# Capt. Woody puts us on the fish again!



## JUSTCRAZY (Apr 6, 2004)

Saturday night set the scene for my girlfriend Natalie's first flatheading experience. Well first real experience, the last one ended with us running out of gas in the middle of the lake and a long lasting ear chewing. But that is another story!

So the long a short of the story is we had only one run all night, but it ended up in the boat. Now that she got to fight the monster she has a better understanding of why I like to spend so much of the summer chasing these fish. Hopefully she will be willing to go again. Kids and women always have the best luck fishing and I will take any luck I can get around me.

Well the picture says it all, so here it is:










Next time we catch this I hope it is over 50lb!


----------



## Gator (Apr 5, 2004)

Rob I'm glad to see that you finally got rid of the sissy glove.


----------



## liquidsoap (Oct 22, 2005)

Nice Fish, I bet that one was fun....


----------



## crappielooker (Apr 5, 2004)

nice catch natalie..
i meant the fish not the doood!!..


----------



## katfish (Apr 7, 2004)

Rob and Woodie

Congrats on a super flathead.
Ya didn't tell that girl it happens every night did ya?


----------



## JUSTCRAZY (Apr 6, 2004)

Gator, I didn't even have a set of gloves with me and you can tell by looking at my hand too!

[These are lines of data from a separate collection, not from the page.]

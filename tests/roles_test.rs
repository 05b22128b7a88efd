use sporcat::catalog::{
    ExclusionMatcher, NamedSet, NamingConvention, PlaylistRole, PlaylistRoles, RoleConfig,
    parse_target,
};

// Matcher treating every playlist listed by name as an exclusion source
struct Listed(Vec<&'static str>);

impl ExclusionMatcher for Listed {
    fn is_exclusion_source(&self, playlist_name: &str) -> bool {
        self.0.iter().any(|name| *name == playlist_name)
    }
}

#[test]
fn test_naming_convention() {
    let convention = NamingConvention::new("The Beatles");

    assert!(convention.is_exclusion_source("The Beatles excluded"));
    assert!(convention.is_exclusion_source("The Beatles - excluded live takes"));
    assert!(!convention.is_exclusion_source("the beatles excluded"));
    assert!(!convention.is_exclusion_source("Excluded The Beatles"));
    assert!(!convention.is_exclusion_source("The Beatles (R >= 3)"));

    let custom = NamingConvention::new("The Beatles").with_marker("skip");
    assert!(custom.is_exclusion_source("The Beatles skip"));
    assert!(!custom.is_exclusion_source("The Beatles excluded"));

    assert!(!NamingConvention::new("").is_exclusion_source("excluded"));
}

#[test]
fn test_default_target_names() {
    let roles = PlaylistRoles::for_artist("The Beatles");

    assert_eq!(roles.target_name(NamedSet::ThreeOrMore), "The Beatles (R >= 3)");
    assert_eq!(roles.target_name(NamedSet::All), "The Beatles (all)");
    assert_eq!(
        roles.role_of("The Beatles (R >= 3 originals)"),
        PlaylistRole::OutputTarget(NamedSet::Originals)
    );
    assert_eq!(roles.role_of("Road trip"), PlaylistRole::Ignored);
}

#[test]
fn test_role_precedence() {
    let mut roles = PlaylistRoles::for_artist("The Beatles");

    // The single recordings playlist matches the exclusion convention
    assert_eq!(
        roles.role_of("The Beatles (excluded - single recordings)"),
        PlaylistRole::ExclusionSource
    );

    roles.set_role(
        "The Beatles (excluded - single recordings)",
        PlaylistRole::OutputTarget(NamedSet::Singles),
    );
    roles.set_role("Road trip", PlaylistRole::ExclusionSource);

    assert_eq!(
        roles.role_of("The Beatles (excluded - single recordings)"),
        PlaylistRole::OutputTarget(NamedSet::Singles)
    );
    assert!(roles.is_exclusion_source("Road trip"));
}

#[test]
fn test_explicit_target() {
    let mut roles = PlaylistRoles::for_artist("The Beatles");
    roles.set_target(NamedSet::Originals, "Fab Four originals");

    assert_eq!(roles.target_name(NamedSet::Originals), "Fab Four originals");
    assert_eq!(
        roles.role_of("Fab Four originals"),
        PlaylistRole::OutputTarget(NamedSet::Originals)
    );
    assert_eq!(roles.role_of("The Beatles (R >= 3 originals)"), PlaylistRole::Ignored);
}

#[test]
fn test_injected_matcher() {
    let roles = PlaylistRoles::with_matcher("The Beatles", Listed(vec!["Not these"]));

    assert!(roles.is_exclusion_source("Not these"));
    assert!(!roles.is_exclusion_source("The Beatles excluded"));
    assert_eq!(
        roles.role_of("The Beatles (R >= 3)"),
        PlaylistRole::OutputTarget(NamedSet::ThreeOrMore)
    );
}

#[test]
fn test_configured_roles() {
    let config = RoleConfig {
        exclusion_playlists: vec!["Road trip".to_string()],
        ignored_playlists: vec!["The Beatles (excluded - single recordings)".to_string()],
        targets: vec![(NamedSet::Originals, "Fab Four originals".to_string())],
        marker: None,
    };
    let roles = PlaylistRoles::configured("The Beatles", &config);

    // Listed playlists add to the naming convention
    assert!(roles.is_exclusion_source("Road trip"));
    assert!(roles.is_exclusion_source("The Beatles excluded"));
    // The single recordings playlist no longer feeds back
    assert!(!roles.is_exclusion_source("The Beatles (excluded - single recordings)"));
    assert_eq!(roles.target_name(NamedSet::Originals), "Fab Four originals");
    assert_eq!(
        roles.role_of("Fab Four originals"),
        PlaylistRole::OutputTarget(NamedSet::Originals)
    );
}

#[test]
fn test_configured_marker() {
    let config = RoleConfig {
        marker: Some("skip".to_string()),
        ..RoleConfig::default()
    };
    let roles = PlaylistRoles::configured("The Beatles", &config);

    assert!(roles.is_exclusion_source("The Beatles skip"));
    assert!(!roles.is_exclusion_source("The Beatles excluded"));
    assert!(!roles.is_exclusion_source("The Beatles (excluded - single recordings)"));
}

#[test]
fn test_parse_target() {
    assert_eq!(
        parse_target("originals=Fab Four originals").unwrap(),
        (NamedSet::Originals, "Fab Four originals".to_string())
    );
    assert_eq!(
        parse_target(" 3-or-more = R3 ").unwrap(),
        (NamedSet::ThreeOrMore, "R3".to_string())
    );
    assert!(parse_target("originals").is_err());
    assert!(parse_target("originals=").is_err());
    assert!(parse_target("favourites=Mine").is_err());
}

But it was worth it.

As for you Corn Chucker, well your right. I would have thrown me back a long time ago, but she keeps hanging around.

And Robby she has known me long enough, and heard enough about the flathead skunking to know that it doesn't happen every time out. Up until now she couldn't figure out what kept me going back each time I could in the rain, snow and lightning that she's seen me fish. I hope she at least understands a little better now.

Rob


----------



## misfit (Apr 5, 2004)

nice catch,rob  
that's a nice fish she got too   
now you gotta get her a cot,sleeping bag,long johns,raingear,etc so she'll be prepared for your all-weather adventures  

oh,and her own "sissy glove"


----------



## truck (Apr 12, 2004)

Congrats,nice fish!!!


----------



## bkr43050 (Apr 5, 2004)

That is a great looking flattie Rob! Congratulations to you and Natalie.

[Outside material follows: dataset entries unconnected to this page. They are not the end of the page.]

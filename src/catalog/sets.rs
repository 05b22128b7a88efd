use std::{
    collections::{BTreeMap, HashSet},
    fmt,
    str::FromStr,
};

use super::{classify::Catalog, track::ClassifiedTrack};

/// Named output sets derived from a classified catalog.
#[derive(Debug, Clone, Copy, PartialEq, Eq, PartialOrd, Ord, Hash)]
pub enum NamedSet {
    All,
    Short,
    Candidates,
    ThreeOrMore,
    ThreeOrMoreUnfiltered,
    ThreeOrMoreByReleaseDate,
    Originals,
    OnExcludedAlbum,
    Singles,
}

impl NamedSet {
    pub const ALL: [NamedSet; 9] = [
        NamedSet::All,
        NamedSet::Short,
        NamedSet::Candidates,
        NamedSet::ThreeOrMore,
        NamedSet::ThreeOrMoreUnfiltered,
        NamedSet::ThreeOrMoreByReleaseDate,
        NamedSet::Originals,
        NamedSet::OnExcludedAlbum,
        NamedSet::Singles,
    ];

    /// Sets rebuilt by `--rebuild-multiple`.
    pub const MULTIPLE: [NamedSet; 5] = [
        NamedSet::ThreeOrMore,
        NamedSet::ThreeOrMoreUnfiltered,
        NamedSet::ThreeOrMoreByReleaseDate,
        NamedSet::Originals,
        NamedSet::OnExcludedAlbum,
    ];

    /// Sets rebuilt by `--rebuild-base`.
    pub const BASE: [NamedSet; 3] = [NamedSet::All, NamedSet::Short, NamedSet::Candidates];

    pub fn key(&self) -> &'static str {
        match self {
            NamedSet::All => "all",
            NamedSet::Short => "short",
            NamedSet::Candidates => "candidates",
            NamedSet::ThreeOrMore => "3-or-more",
            NamedSet::ThreeOrMoreUnfiltered => "3-or-more-unfiltered",
            NamedSet::ThreeOrMoreByReleaseDate => "3-or-more-by-release-date",
            NamedSet::Originals => "originals",
            NamedSet::OnExcludedAlbum => "on-excluded-album",
            NamedSet::Singles => "singles",
        }
    }

    /// Suffix appended to the artist name to form the default playlist name.
    pub fn playlist_suffix(&self) -> &'static str {
        match self {
            NamedSet::All => "(all)",
            NamedSet::Short => "(short)",
            NamedSet::Candidates => "(candidates)",
            NamedSet::ThreeOrMore => "(R >= 3)",
            NamedSet::ThreeOrMoreUnfiltered => "(R >= 3 unfiltered)",
            NamedSet::ThreeOrMoreByReleaseDate => "(R >= 3 by release date)",
            NamedSet::Originals => "(R >= 3 originals)",
            NamedSet::OnExcludedAlbum => "(R >= 3 on excluded albums)",
            NamedSet::Singles => "(excluded - single recordings)",
        }
    }

    pub fn description(&self) -> &'static str {
        match self {
            NamedSet::All => "Every track of at least a minute, one per title.",
            NamedSet::Short => "Tracks shorter than a minute.",
            NamedSet::Candidates => "Tracks that are neither short nor excluded.",
            NamedSet::ThreeOrMore => "Songs with three or more recordings.",
            NamedSet::ThreeOrMoreUnfiltered => {
                "Songs with three or more recordings, ignoring excluded albums."
            }
            NamedSet::ThreeOrMoreByReleaseDate => {
                "Songs with three or more recordings, newest song first."
            }
            NamedSet::Originals => "The original recording of songs recorded three or more times.",
            NamedSet::OnExcludedAlbum => "Songs with three or more recordings on excluded albums.",
            NamedSet::Singles => "Songs with a single recording.",
        }
    }

    fn is_base(&self) -> bool {
        NamedSet::BASE.contains(self)
    }

    fn sorted_by_release_date(&self) -> bool {
        matches!(
            self,
            NamedSet::ThreeOrMoreByReleaseDate | NamedSet::Originals
        )
    }

    /// Membership predicate of a single track.
    pub fn contains(&self, t: &ClassifiedTrack) -> bool {
        match self {
            NamedSet::All => !t.is_short(),
            NamedSet::Short => t.is_short(),
            NamedSet::Candidates => !t.is_short() && !t.is_excluded(),
            NamedSet::ThreeOrMore => {
                t.has_three_or_more_recordings() && !t.is_excluded() && !t.on_excluded_album
            }
            NamedSet::ThreeOrMoreUnfiltered => {
                t.has_three_or_more_recordings() && !t.outcome.is_membership_excluded()
            }
            NamedSet::ThreeOrMoreByReleaseDate => {
                t.has_three_or_more_recordings() && !t.is_excluded()
            }
            NamedSet::Originals => {
                t.has_three_or_more_recordings() && t.is_original && !t.is_excluded()
            }
            NamedSet::OnExcludedAlbum => t.has_three_or_more_recordings() && t.on_excluded_album,
            NamedSet::Singles => t.has_single_recording(),
        }
    }
}

impl fmt::Display for NamedSet {
    fn fmt(&self, f: &mut fmt::Formatter<'_>) -> fmt::Result {
        f.write_str(self.key())
    }
}

impl FromStr for NamedSet {
    type Err = String;

    fn from_str(s: &str) -> Result<Self, Self::Err> {
        let key = s.trim().to_lowercase();
        NamedSet::ALL
            .into_iter()
            .find(|set| set.key() == key)
            .ok_or_else(|| format!("unknown set '{}'", s.trim()))
    }
}

/// Track IDs of every named set, each in the order its set is published.
#[derive(Debug, Clone, Default, PartialEq, Eq)]
pub struct NamedSets {
    sets: BTreeMap<NamedSet, Vec<String>>,
}

impl NamedSets {
    /// Builds all sets from the catalog.
    ///
    /// The base sets (`all`, `short`, `candidates`) visit each raw title once:
    /// the first track with that title in catalog order decides where the
    /// title goes, and later tracks with the same title are skipped even when
    /// they would match. The remaining sets admit a raw title at most once,
    /// represented by its first matching track in the set's order.
    ///
    /// Sets follow the catalog's name order except the release-date sets,
    /// which list the newest song first (`release_date_for_sorting`
    /// descending, ties in name order).
    pub fn build(catalog: &Catalog) -> Self {
        let by_name: Vec<&ClassifiedTrack> = catalog.tracks().iter().collect();
        let mut by_release_date = by_name.clone();
        by_release_date.sort_by(|a, b| b.release_date_for_sorting.cmp(&a.release_date_for_sorting));

        let mut seen_titles: HashSet<&str> = HashSet::new();
        let first_per_title: Vec<&ClassifiedTrack> = by_name
            .iter()
            .copied()
            .filter(|t| seen_titles.insert(t.name()))
            .collect();

        let sets = NamedSet::ALL
            .into_iter()
            .map(|set| {
                let ids = if set.is_base() {
                    first_per_title
                        .iter()
                        .filter(|t| set.contains(t))
                        .map(|t| t.id().to_string())
                        .collect()
                } else {
                    let source = if set.sorted_by_release_date() {
                        &by_release_date
                    } else {
                        &by_name
                    };
                    let mut seen_titles: HashSet<&str> = HashSet::new();
                    source
                        .iter()
                        .filter(|t| set.contains(t) && seen_titles.insert(t.name()))
                        .map(|t| t.id().to_string())
                        .collect()
                };
                (set, ids)
            })
            .collect();

        Self { sets }
    }

    pub fn get(&self, set: NamedSet) -> &[String] {
        self.sets.get(&set).map(Vec::as_slice).unwrap_or_default()
    }

    pub fn iter(&self) -> impl Iterator<Item = (NamedSet, &[String])> {
        self.sets.iter().map(|(set, ids)| (*set, ids.as_slice()))
    }
}
use crate::{
    Res, config, info,
    management::{CacheKey, EntityType, ResponseCache},
    success, warning,
};

/// Removes the whole response cache.
pub async fn clear() -> Res<()> {
    let cache = ResponseCache::new(config::cache_dir());
    cache.clear().await?;
    success!("Cache cleared: {}", cache.root().display());
    Ok(())
}

/// Removes one cached response. Playlist contents are cached per user, so
/// `owner` defaults to the configured user for `playlist` entries.
pub async fn invalidate(entity: EntityType, id: &str, owner: Option<String>) -> Res<()> {
    let id = config::clean_spotify_id(id);
    let owner = match (entity, owner) {
        (_, Some(owner)) => Some(owner),
        (EntityType::PlaylistTracks, None) => Some(config::spotify_user()?),
        _ => None,
    };
    let key = match owner {
        Some(owner) => CacheKey::owned(entity, id, owner),
        None => CacheKey::new(entity, id),
    };

    let cache = ResponseCache::new(config::cache_dir());
    if cache.invalidate(&key).await? {
        success!("Removed {}", cache.path_for(&key).display());
    } else {
        warning!("Nothing cached for {} {}", key.entity, key.id);
    }
    Ok(())
}

/// Prints where cached responses live.
pub fn location() {
    info!("Cache directory: {}", config::cache_dir().display());
}
use std::fmt;

use chrono::NaiveDate;

use super::normalize::TitleIdentity;

/// Tracks shorter than this are their own tier and never grouped.
pub const SHORT_TRACK_MS: u64 = 60_000;

/// A track of the curated discography as fetched from Spotify.
#[derive(Debug, Clone, PartialEq)]
pub struct TrackInfo {
    pub id: String,
    pub name: String,
    pub uri: String,
    pub album_id: String,
    pub album: String,
    pub album_release_date: NaiveDate,
    pub duration_ms: u64,
    pub popularity: u32,
}

impl TrackInfo {
    pub fn is_short(&self) -> bool {
        self.duration_ms < SHORT_TRACK_MS
    }
}

/// Why a track was excluded.
#[derive(Debug, Clone, PartialEq, Eq, Hash)]
pub enum ExclusionReason {
    /// Listed on a user-curated exclusion playlist.
    Playlist(String),
    /// Shorter than a minute; carries the duration in milliseconds.
    TooShort(u64),
    /// A recording of the song appears on this excluded album.
    ExcludedAlbum(String),
}

impl ExclusionReason {
    pub fn is_membership(&self) -> bool {
        matches!(self, ExclusionReason::Playlist(_))
    }
}

impl fmt::Display for ExclusionReason {
    fn fmt(&self, f: &mut fmt::Formatter<'_>) -> fmt::Result {
        match self {
            ExclusionReason::Playlist(name) => write!(f, "Excluded by {name}"),
            ExclusionReason::TooShort(ms) => write!(f, "Too short ({}s)", ms / 1000),
            ExclusionReason::ExcludedAlbum(album) => write!(f, "Excluded album ({album})"),
        }
    }
}

/// Exclusion verdict of a track: the ordered, duplicate-free list of reasons.
///
/// Reasons can only be added, so once a track is excluded it stays excluded.
#[derive(Debug, Clone, Default, PartialEq, Eq)]
pub struct ExclusionOutcome {
    reasons: Vec<ExclusionReason>,
}

impl ExclusionOutcome {
    /// Adds a reason. Returns false when the reason was already recorded.
    pub fn add(&mut self, reason: ExclusionReason) -> bool {
        if self.reasons.contains(&reason) {
            return false;
        }
        self.reasons.push(reason);
        true
    }

    /// Folds the reasons produced by one rule into the outcome.
    pub fn extend(mut self, reasons: impl IntoIterator<Item = ExclusionReason>) -> Self {
        for reason in reasons {
            self.add(reason);
        }
        self
    }

    pub fn is_excluded(&self) -> bool {
        !self.reasons.is_empty()
    }

    pub fn is_membership_excluded(&self) -> bool {
        self.reasons.iter().any(ExclusionReason::is_membership)
    }

    pub fn reasons(&self) -> &[ExclusionReason] {
        &self.reasons
    }

    /// Reasons joined for display, e.g. `Excluded by x, Too short (42s)`.
    pub fn joined(&self) -> String {
        self.reasons
            .iter()
            .map(ToString::to_string)
            .collect::<Vec<_>>()
            .join(", ")
    }
}

/// Recording-count tier of a song.
#[derive(Debug, Clone, Copy, PartialEq, Eq, Hash)]
pub enum RecordingTier {
    /// Exactly one recording.
    Single,
    /// Two recordings: flagged by neither the single nor the multiple tier.
    Pair,
    /// Three or more recordings.
    Multiple,
}

impl RecordingTier {
    pub fn from_size(size: usize) -> Option<Self> {
        match size {
            0 => None,
            1 => Some(RecordingTier::Single),
            2 => Some(RecordingTier::Pair),
            _ => Some(RecordingTier::Multiple),
        }
    }
}

/// A track together with everything the classification derived for it.
#[derive(Debug, Clone, PartialEq)]
pub struct ClassifiedTrack {
    pub track: TrackInfo,
    pub identity: TitleIdentity,
    /// Number of recordings in the track's group; `None` for short tracks.
    pub recording_group_size: Option<usize>,
    pub release_date_for_sorting: NaiveDate,
    pub is_original: bool,
    pub on_excluded_album: bool,
    pub outcome: ExclusionOutcome,
}

impl ClassifiedTrack {
    pub fn new(track: TrackInfo, identity: TitleIdentity) -> Self {
        let release_date_for_sorting = track.album_release_date;
        Self {
            track,
            identity,
            recording_group_size: None,
            release_date_for_sorting,
            is_original: false,
            on_excluded_album: false,
            outcome: ExclusionOutcome::default(),
        }
    }

    pub fn id(&self) -> &str {
        &self.track.id
    }

    pub fn name(&self) -> &str {
        &self.track.name
    }

    pub fn short_name(&self) -> &str {
        &self.identity.short_name
    }

    pub fn is_short(&self) -> bool {
        self.track.is_short()
    }

    pub fn is_excluded(&self) -> bool {
        self.outcome.is_excluded()
    }

    pub fn tier(&self) -> Option<RecordingTier> {
        self.recording_group_size.and_then(RecordingTier::from_size)
    }

    pub fn has_single_recording(&self) -> bool {
        self.tier() == Some(RecordingTier::Single)
    }

    pub fn has_three_or_more_recordings(&self) -> bool {
        self.tier() == Some(RecordingTier::Multiple)
    }
}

By the way did you get a weight?


----------



## JUSTCRAZY (Apr 6, 2004)

He came in a 47lb. That means he can still get bigger!


----------



## katfish (Apr 7, 2004)

Rob

Tell that girl I have extra gloves.


I just seem to run short of towels at times


----------



## firecat (Apr 7, 2004)

Great fish Rob, Its always nice when they can get into a great fish.

Larry


----------



## H2O Mellon (Apr 5, 2004)

I am hearing of more flats being called, so lets hope the spawn is nearing its end.


----------



## JUSTCRAZY (Apr 6, 2004)

As many already know Woody is my do it all Lab, but he has a strange craving when it comes to fish.....









His reward is that he gets to lick the dang things. Awful gross in my book and one the reasons you will never see a dog giving this guy a kiss (No comments Seevers)! But he still comes fishing with me.


----------



## bkr43050 (Apr 5, 2004)

Thanks for clearing up the "Woodie" question. I just figured it was a person.


----------



## awfootball (Aug 10, 2005)

beautiful fish whered u catch it


----------